Note on the Nature of “Accidents”

SPOILERS FOR HARRY POTTER THE SERIES THE END.

Someone agreed in Mark Reads Harry Potter thread with Voldemort of all people: that Harry’s mother’s sacrifice, Harry’s decision to fight back in the graveyard, and Harry’s decision to sacrifice himself, were all accidents, because none of the people who made those decisions knew what effects would happen.

I can only take from that line of reasoning the idea that there’s no reason to do something unless you know it will do good, and if something good happens and you didn’t intend it, your decision was still an accident.

Conversely, if something bad happens and you didn’t intend it, what you decided to do was still an accident.

Bullshit.

That line of thinking backs out of the idea of responsibility for consequences you didn’t intend when you made a certain decision. If you rat out my location to my parents, and then they kill me when you didn’t intend this to be the case and didn’t even know that would happen, you would still be responsible for killing me. You made that choice; you made that decision; and it wasn’t an accident. The result not being what you intended? Your decision still isn’t merely an accident.

It’s one thing to, say, not see someone and hit them with your car; or, say, not realize when you tell someone else some information that they’re immediately going to tell my parents. It’s another thing to deliberately see someone, assume they’ll just make it, cross early before they do, and hit them with your car; or when you give my parents an entire log of what I’ve done and where I’ve gone for the past three months.

I sometimes wonder if that’s how the people who turned mole to my parents rationalized their decisions ever after.

Oh well. There are still people who think I should have died, and I confess many days I’m one of them, despite the impractical nature of that thought.

2 thoughts on “Note on the Nature of “Accidents”

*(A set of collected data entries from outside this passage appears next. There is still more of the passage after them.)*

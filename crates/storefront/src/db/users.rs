//! User persistence.

use async_trait::async_trait;
use chrono::{DateTime, Utc};
use sqlx::PgPool;

use estore_core::{Email, Role, UserId};

use super::{RepositoryError, map_unique_violation};
use crate::models::user::{NewUser, User};

/// Storage for accounts and their password hashes.
#[async_trait]
pub trait UserStore: Send + Sync {
    /// Create a user with a password hash.
    ///
    /// Returns `RepositoryError::Conflict` if the email is already registered.
    async fn create_with_password(
        &self,
        new_user: &NewUser,
        password_hash: &str,
    ) -> Result<User, RepositoryError>;

    /// Get a user and their password hash by email.
    async fn get_password_hash(
        &self,
        email: &Email,
    ) -> Result<Option<(User, String)>, RepositoryError>;

    /// Get a user by ID.
    async fn get_by_id(&self, id: &UserId) -> Result<Option<User>, RepositoryError>;
}

#[derive(sqlx::FromRow)]
struct UserRow {
    id: UserId,
    name: String,
    email: String,
    role: Role,
    created_at: DateTime<Utc>,
}

impl TryFrom<UserRow> for User {
    type Error = RepositoryError;

    fn try_from(row: UserRow) -> Result<Self, Self::Error> {
        let email = Email::parse(&row.email).map_err(|e| {
            RepositoryError::DataCorruption(format!("invalid email in database: {e}"))
        })?;

        Ok(Self {
            id: row.id,
            name: row.name,
            email,
            role: row.role,
            created_at: row.created_at,
        })
    }
}

#[derive(sqlx::FromRow)]
struct UserWithHashRow {
    #[sqlx(flatten)]
    user: UserRow,
    password_hash: String,
}

/// `PostgreSQL` user store.
pub struct PgUserStore {
    pool: PgPool,
}

impl PgUserStore {
    /// Create a new user store.
    #[must_use]
    pub const fn new(pool: PgPool) -> Self {
        Self { pool }
    }
}

#[async_trait]
impl UserStore for PgUserStore {
    async fn create_with_password(
        &self,
        new_user: &NewUser,
        password_hash: &str,
    ) -> Result<User, RepositoryError> {
        let row = sqlx::query_as::<_, UserRow>(
            r"
            INSERT INTO estore.user (id, name, email, role, password_hash)
            VALUES ($1, $2, $3, $4, $5)
            RETURNING id, name, email, role, created_at
            ",
        )
        .bind(&new_user.id)
        .bind(&new_user.name)
        .bind(new_user.email.as_str())
        .bind(new_user.role)
        .bind(password_hash)
        .fetch_one(&self.pool)
        .await
        .map_err(|e| map_unique_violation(e, "email"))?;

        User::try_from(row)
    }

    async fn get_password_hash(
        &self,
        email: &Email,
    ) -> Result<Option<(User, String)>, RepositoryError> {
        let row = sqlx::query_as::<_, UserWithHashRow>(
            r"
            SELECT id, name, email, role, created_at, password_hash
            FROM estore.user
            WHERE email = $1
            ",
        )
        .bind(email.as_str())
        .fetch_optional(&self.pool)
        .await?;

        row.map(|r| Ok((User::try_from(r.user)?, r.password_hash)))
            .transpose()
    }

    async fn get_by_id(&self, id: &UserId) -> Result<Option<User>, RepositoryError> {
        let row = sqlx::query_as::<_, UserRow>(
            r"
            SELECT id, name, email, role, created_at
            FROM estore.user
            WHERE id = $1
            ",
        )
        .bind(id)
        .fetch_optional(&self.pool)
        .await?;

        row.map(User::try_from).transpose()
    }
}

  1. That sounds like a thing a lot of people have, where they insist that their intention should be the only thing that counts, and argue strenuously that they shouldn’t be accountable for the effects of their actions …even if those effects were entirely predictable and the actions in question were callously irresponsible. It comes up a lot in arguments over discrimination.

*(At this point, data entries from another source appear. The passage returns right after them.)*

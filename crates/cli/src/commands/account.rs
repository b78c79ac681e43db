//! Account commands: register, login, logout, whoami.
//!
//! The session is persisted to `ESTORE_SESSION_FILE` so later commands run
//! as the same user.

use estore_client::{AuthClient, ApiTransport, ClientError};
use estore_core::Role;

/// Create an account and log in as it.
///
/// # Errors
///
/// Returns `ClientError` if validation, the request, or saving the session fails.
pub async fn register(
    transport: ApiTransport,
    name: &str,
    email: &str,
    password: &str,
    role: Role,
) -> Result<(), ClientError> {
    let identity = AuthClient::new(transport)
        .register(name, email, password, role)
        .await?;

    tracing::info!("Registered {} ({})", identity.name, identity.role);
    tracing::info!("  User ID: {}", identity.id);
    tracing::info!("  Session expires: {}", identity.expires_at);
    Ok(())
}

/// Log in and save the session.
///
/// # Errors
///
/// Returns `ClientError` if the credentials are rejected or the request fails.
pub async fn login(
    transport: ApiTransport,
    email: &str,
    password: &str,
) -> Result<(), ClientError> {
    let identity = AuthClient::new(transport).login(email, password).await?;

    tracing::info!("Logged in as {} ({})", identity.name, identity.role);
    tracing::info!("  User ID: {}", identity.id);
    Ok(())
}

/// Log out and forget the saved session.
///
/// # Errors
///
/// Returns `ClientError::Session` if the session file cannot be removed.
pub async fn logout(transport: ApiTransport) -> Result<(), ClientError> {
    if !transport.session().is_authenticated() {
        tracing::info!("Not logged in");
        return Ok(());
    }

    AuthClient::new(transport).logout().await?;
    tracing::info!("Logged out");
    Ok(())
}

/// Show who the saved session belongs to, as confirmed by the server.
///
/// # Errors
///
/// Returns `ClientError::Unauthorized` if there is no valid session.
pub async fn whoami(transport: ApiTransport) -> Result<(), ClientError> {
    if transport.session().current().is_none() {
        return Err(ClientError::Unauthorized(
            "not logged in (run `estore login`)".to_string(),
        ));
    }

    let profile = AuthClient::new(transport).me().await?;
    tracing::info!("{} ({})", profile.name, profile.role);
    tracing::info!("  User ID: {}", profile.id);
    Ok(())
}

    It’s the same kind of dynamic as when a grownup tells children not to hit baseballs anywhere near the house and the children protest: they won’t break the windows; you’re being unfair! It takes a bit more developmental maturity to grasp that intent does not control results. In adults, I tend to view arguments that “you can’t judge me by my effect on the world; only my pure intent should count” as pure lying, motivated by a guilty conscience.